Venice and Milan are two of Italy’s top cities to visit and tourists often rush between them on the fast train. But if you have a little extra time there are several beautiful, historic places to stop along the rail line between Milan and Venice. These cities can be visited as day trips but spending the night in one or two of them will give you a chance to really get the feel of the place.
- Book train tickets on Select Italy in US dollars.
5 Places to Visit Along the Train Line
- Padua, or Padova, is a beautiful city known for the Basilica of Saint Anthony of Padua, Europe’s oldest botanical garden, Giotto’s fresco cycle inside the Scrovegni Chapel, its 13th century university and medical school, and Prato della Valle, said to be the biggest piazza in Italy. Between Piazza dei Frutti and Piazza delle Erbe is a big covered market bordering both squares below the elegant Palazzo della Ragione, as well as cafes and restaurants. Shopping streets run near the two squares also.
There’s lots to see and do in Padua so I recommend at least two days, or longer if you want to visit Vicenza, or even Venice, as a day trip from there. Find a hotel in Padua.
Padua is also a suggested stop on the rail line between Florence and Venice.

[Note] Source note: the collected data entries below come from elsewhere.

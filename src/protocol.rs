//! Register map, function codes and value types of the transformer controller.
//!
//! The controller speaks a fixed Modbus-RTU-like dialect: register addresses
//! and counts are single bytes and every register holds one byte. Values
//! that do not fit into one register are spread over consecutive registers
//! in little-endian order.

use std::fmt;
use std::ops::Deref;

/// Errors raised when a value does not fit the device's accepted ranges.
#[derive(Debug, Clone, PartialEq, thiserror::Error)]
pub enum Error {
    /// The device address is outside `ADDRESS_MIN..=ADDRESS_MAX`.
    #[error("Address {0} is out of range ({min}..={max})", min = ADDRESS_MIN, max = ADDRESS_MAX)]
    AddressOutOfRange(u8),
    /// The requested voltage is outside `VOLTAGE_MIN..=VOLTAGE_MAX`.
    #[error(
        "Voltage {0} V is out of range ({min}..={max} V)",
        min = VOLTAGE_MIN,
        max = VOLTAGE_MAX
    )]
    VoltageOutOfRange(f64),
}

/// The only baud rate the controller supports.
pub const BAUD_RATE: u32 = 9600;

/// Function code for writing consecutive registers.
pub const FUNCTION_WRITE_REGISTERS: u8 = 0x10;
/// Function code for reading consecutive registers.
pub const FUNCTION_READ_REGISTERS: u8 = 0x03;
/// Bit set in the function code of a response when the device rejected a request.
pub const FUNCTION_ERROR_FLAG: u8 = 0x80;

/// Output-enable register, non-zero means enabled.
pub const OUTPUT_ENABLE_REG_ADDR: u8 = 0x11;
pub const OUTPUT_ENABLE_REG_QUAN: u8 = 1;

/// Working voltage registers, low byte at 0x15 and high byte at 0x16.
pub const VOLTAGE_REG_ADDR: u8 = 0x15;
pub const VOLTAGE_REG_QUAN: u8 = 2;

/// Expected response length after writing the output-enable register.
pub const ENABLE_OUTPUT_RESPONSE_LEN: usize = 7;
/// Expected response length after writing the voltage registers.
pub const SET_VOLTAGE_RESPONSE_LEN: usize = 8;
/// Expected response length after reading the voltage registers.
pub const READ_VOLTAGE_RESPONSE_LEN: usize = 8;
/// Offset of the low voltage byte inside a read response.
pub const READ_VOLTAGE_PAYLOAD_OFFSET: usize = 4;

pub const ADDRESS_MIN: u8 = 1;
pub const ADDRESS_MAX: u8 = 6;

pub const VOLTAGE_MIN: f64 = 0.0;
pub const VOLTAGE_MAX: f64 = 60.0;
/// Maximum deviation between requested and read-back voltage before a mismatch is reported.
pub const VOLTAGE_TOLERANCE: f64 = 0.5;
/// Register units per volt.
pub const VOLTAGE_SCALE: f64 = 10.0;

/// Encodes a voltage into its register value: volts times ten, truncated toward zero.
///
/// Out of range values are not rejected. Negative and NaN inputs encode to `0`,
/// values above `u16::MAX / 10` saturate.
pub fn encode_voltage(volts: f64) -> u16 {
    (volts * VOLTAGE_SCALE) as u16
}

/// Decodes a register value into volts.
pub fn decode_voltage(value: u16) -> f64 {
    value as f64 / VOLTAGE_SCALE
}

/// A validated RS485 device address.
#[derive(Debug, Clone, Copy, PartialEq, Eq, Hash)]
pub struct Address(u8);

impl Address {
    pub const MIN: Address = Address(ADDRESS_MIN);
    pub const MAX: Address = Address(ADDRESS_MAX);
}

impl Default for Address {
    fn default() -> Self {
        Self::MIN
    }
}

impl Deref for Address {
    type Target = u8;
    fn deref(&self) -> &Self::Target {
        &self.0
    }
}

impl TryFrom<u8> for Address {
    type Error = Error;

    fn try_from(value: u8) -> Result<Self, Self::Error> {
        if (ADDRESS_MIN..=ADDRESS_MAX).contains(&value) {
            Ok(Self(value))
        } else {
            Err(Error::AddressOutOfRange(value))
        }
    }
}

impl fmt::Display for Address {
    fn fmt(&self, f: &mut fmt::Formatter<'_>) -> fmt::Result {
        write!(f, "{:#04x}", self.0)
    }
}

/// A voltage inside the range the controller accepts.
#[derive(Debug, Clone, Copy, PartialEq, PartialOrd)]
pub struct Voltage(f64);

impl Voltage {
    pub const ZERO: Voltage = Voltage(VOLTAGE_MIN);

    /// The register value written to the device for this voltage.
    pub fn encode(&self) -> u16 {
        encode_voltage(self.0)
    }
}

impl Deref for Voltage {
    type Target = f64;
    fn deref(&self) -> &Self::Target {
        &self.0
    }
}

impl TryFrom<f64> for Voltage {
    type Error = Error;

    fn try_from(value: f64) -> Result<Self, Self::Error> {
        // NaN fails the range check as well.
        if (VOLTAGE_MIN..=VOLTAGE_MAX).contains(&value) {
            Ok(Self(value))
        } else {
            Err(Error::VoltageOutOfRange(value))
        }
    }
}

impl fmt::Display for Voltage {
    fn fmt(&self, f: &mut fmt::Formatter<'_>) -> fmt::Result {
        write!(f, "{:.1} V", self.0)
    }
}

- Vicenza is known as the city of Renaissance architect Andrea Palladio who designed 23 of the city’s buildings including the Basilica Palladiana, considered to be his masterpiece. Go up to the terrace for great views of the city and countryside beyond. The Palladio Museum will give you a good introduction to his work. Vicenza has a small historic center, partially enclosed by medieval walls, easy to walk through. Unless you’re a big fan of Palladio, Vicenza can easily be visited in one day.
- Verona, known as the city of Romeo and Juliet, is full of medieval monuments and squares to explore, including a stone tower you can climb to the top of for great views. Verona also has a castle with a museum inside, shopping streets, and good Roman ruins, including its Roman Arena where opera and other concerts are held.

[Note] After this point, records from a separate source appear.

impl<T: Transport> Controller<T> {
    pub fn new(sequencer: VoltageControlSequencer<T>) -> Self {
        Self {
            sequencer,
            smoothing: Smoothing::default(),
            step_floor: ramp::DEFAULT_STEP_FLOOR,
            last_known: None,
        }
    }

    pub fn with_smoothing(mut self, smoothing: Smoothing) -> Self {
        self.smoothing = smoothing;
        self
    }

    pub fn with_step_floor(mut self, step_floor: Duration) -> Self {
        self.step_floor = step_floor;
        self
    }

    pub fn target(&self) -> Target {
        Target {
            port: self.sequencer.config().port().to_owned(),
            address: self.sequencer.config().address(),
        }
    }

    /// The last voltage written successfully, the start of the next ramp.
    pub fn last_known(&self) -> Option<f64> {
        self.last_known
    }

    pub fn into_sequencer(self) -> VoltageControlSequencer<T> {
        self.sequencer
    }

    /// Serves `requests` until every sender is gone.
    ///
    /// A ramp is acknowledged as soon as it starts. A request arriving while
    /// a ramp runs cancels the ramp and is executed once the ramp stopped.
    pub async fn run(&mut self, mut requests: mpsc::Receiver<Request>) {
        let mut pending = None;
        loop {
            let request = match pending.take() {
                Some(request) => request,
                None => match requests.recv().await {
                    Some(request) => request,
                    None => break,
                },
            };
            self.sequencer.set_cancel_flag(CancelFlag::new());
            match request.command {
                Command::Set(voltage) => {
                    let result = self.set(voltage).await;
                    if request.reply.send(result).is_err() {
                        debug!("Client left before the reply");
                    }
                }
                Command::Ramp { end, duration } => {
                    if request.reply.send(Ok(())).is_err() {
                        debug!("Client left before the reply");
                    }
                    pending = self.ramp(end, duration, &mut requests).await;
                }
            }
        }
        debug!("Command channel closed");
    }

    async fn set(&mut self, voltage: proto::Voltage) -> Result<(), CommandError> {
        info!("Executing instant command: {voltage}");
        let report = self.sequencer.run(*voltage).await?;
        self.last_known = Some(report.target);
        Ok(())
    }

    /// Runs a ramp; returns the request that pre-empted it, if any.
    async fn ramp(
        &mut self,
        end: proto::Voltage,
        duration: Duration,
        requests: &mut mpsc::Receiver<Request>,
    ) -> Option<Request> {
        let start = self
            .last_known
            .and_then(|volts| proto::Voltage::try_from(volts).ok())
            .unwrap_or_else(|| {
                info!("Last known voltage unknown, ramp starts at 0 V");
                proto::Voltage::ZERO
            });
        let plan = RampPlan::plan(start, end, duration, self.smoothing, self.step_floor);
        info!("Starting ramp {start} -> {end} over {duration:?}");

        let cancel = self.sequencer.cancel_flag().clone();
        let mut next = None;
        let summary = {
            let run = ramp::run_ramp(&mut self.sequencer, &plan);
            tokio::pin!(run);
            tokio::select! {
                biased;
                Some(request) = requests.recv() => {
                    info!("Pre-empting running ramp");
                    cancel.cancel();
                    next = Some(request);
                    run.await
                }
                summary = &mut run => summary,
            }
        };
        if let Some(volts) = summary.last_applied {
            self.last_known = Some(volts);
        }
        info!(
            "Ramp ended: {} applied, {} failed, cancelled: {}",
            summary.applied, summary.failed, summary.cancelled
        );
        next
    }
}

/// Accepts clients on `listener` and executes their commands with `controller`.
///
/// Runs until accepting fails for good or the future is dropped.
pub async fn serve<T: Transport>(
    listener: TcpListener,
    mut controller: Controller<T>,
) -> io::Result<()> {
    let (sender, receiver) = mpsc::channel(REQUEST_QUEUE);
    let target = controller.target();
    info!(
        "Listening on {} for {} device {}",
        listener.local_addr()?,
        target.port,
        target.address
    );
    tokio::select! {
        result = accept_loop(listener, sender, target) => result,
        () = controller.run(receiver) => Ok(()),
    }
}

async fn accept_loop(
    listener: TcpListener,
    requests: mpsc::Sender<Request>,
    target: Target,
) -> io::Result<()> {
    loop {
        let (stream, peer) = match listener.accept().await {
            Ok(connection) => connection,
            Err(err) => {
                warn!("Accept failed: {err}");
                continue;
            }
        };
        info!("Client connected: {peer}");
        let requests = requests.clone();
        let target = target.clone();
        tokio::spawn(async move {
            if let Err(err) = handle_client(stream, peer, requests, target).await {
                warn!("Connection to {peer} failed: {err}");
            }
            info!("Client {peer} disconnected");
        });
    }
}

async fn handle_client(
    stream: TcpStream,
    peer: SocketAddr,
    requests: mpsc::Sender<Request>,
    target: Target,
) -> io::Result<()> {
    let (reader, mut writer) = stream.into_split();
    let mut reader = BufReader::new(reader);
    let mut buffer = Vec::new();
    loop {
        buffer.clear();
        if reader.read_until(b'\n', &mut buffer).await? == 0 {
            return Ok(());
        }
        let text = String::from_utf8_lossy(&buffer);
        for line in text.split(['\r', '\n']).map(str::trim) {
            if line.is_empty() {
                continue;
            }
            info!("Received from {peer}: {line}");
            let result = match target.parse_command(line) {
                Ok(command) => submit(&requests, command).await,
                Err(err) => Err(err),
            };
            if let Err(err) = &result {
                warn!("Command '{line}' from {peer} failed: {err}");
            }
            writer.write_all(format_reply(&result).as_bytes()).await?;
        }
    }
}

async fn submit(requests: &mpsc::Sender<Request>, command: Command) -> Result<(), CommandError> {
    let (reply, response) = oneshot::channel();
    requests
        .send(Request { command, reply })
        .await
        .map_err(|_| CommandError::Stopped)?;
    response.await.map_err(|_| CommandError::Stopped)?
}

There’s a lot to see in Verona and it’s a good place to spend a couple of nights, especially if you want to go to a performance in the Arena. Find a hotel in Verona.
- Lake Garda is one of Northern Italy’s most popular lakes and also its biggest. The rail line goes along the southern shore of the lake where you can stop in either Desenzano or Peschiera del Garda, a town with a small but pretty historic center. From either town you can take a bus or ferry to other places around the lake if you have more time. In between these two towns is Sirmione, one of the most popular lake towns, known for its thermal bath resorts and medieval castle.
- Brescia is often overlooked by tourists, but it’s worth a night or two. You may enjoy visiting a city that’s not really touristy but still has some sights to see, including one of my favorite museums, the Santa Giulia City Museum, housed in an 8th century convent, that takes you on a journey from prehistory through a Roman excavations and historic churches. Brescia has Roman remains, a medieval historic center, a castle with museums, a Baroque cathedral, lively squares, and modern shops, bars, and restaurants to enjoy.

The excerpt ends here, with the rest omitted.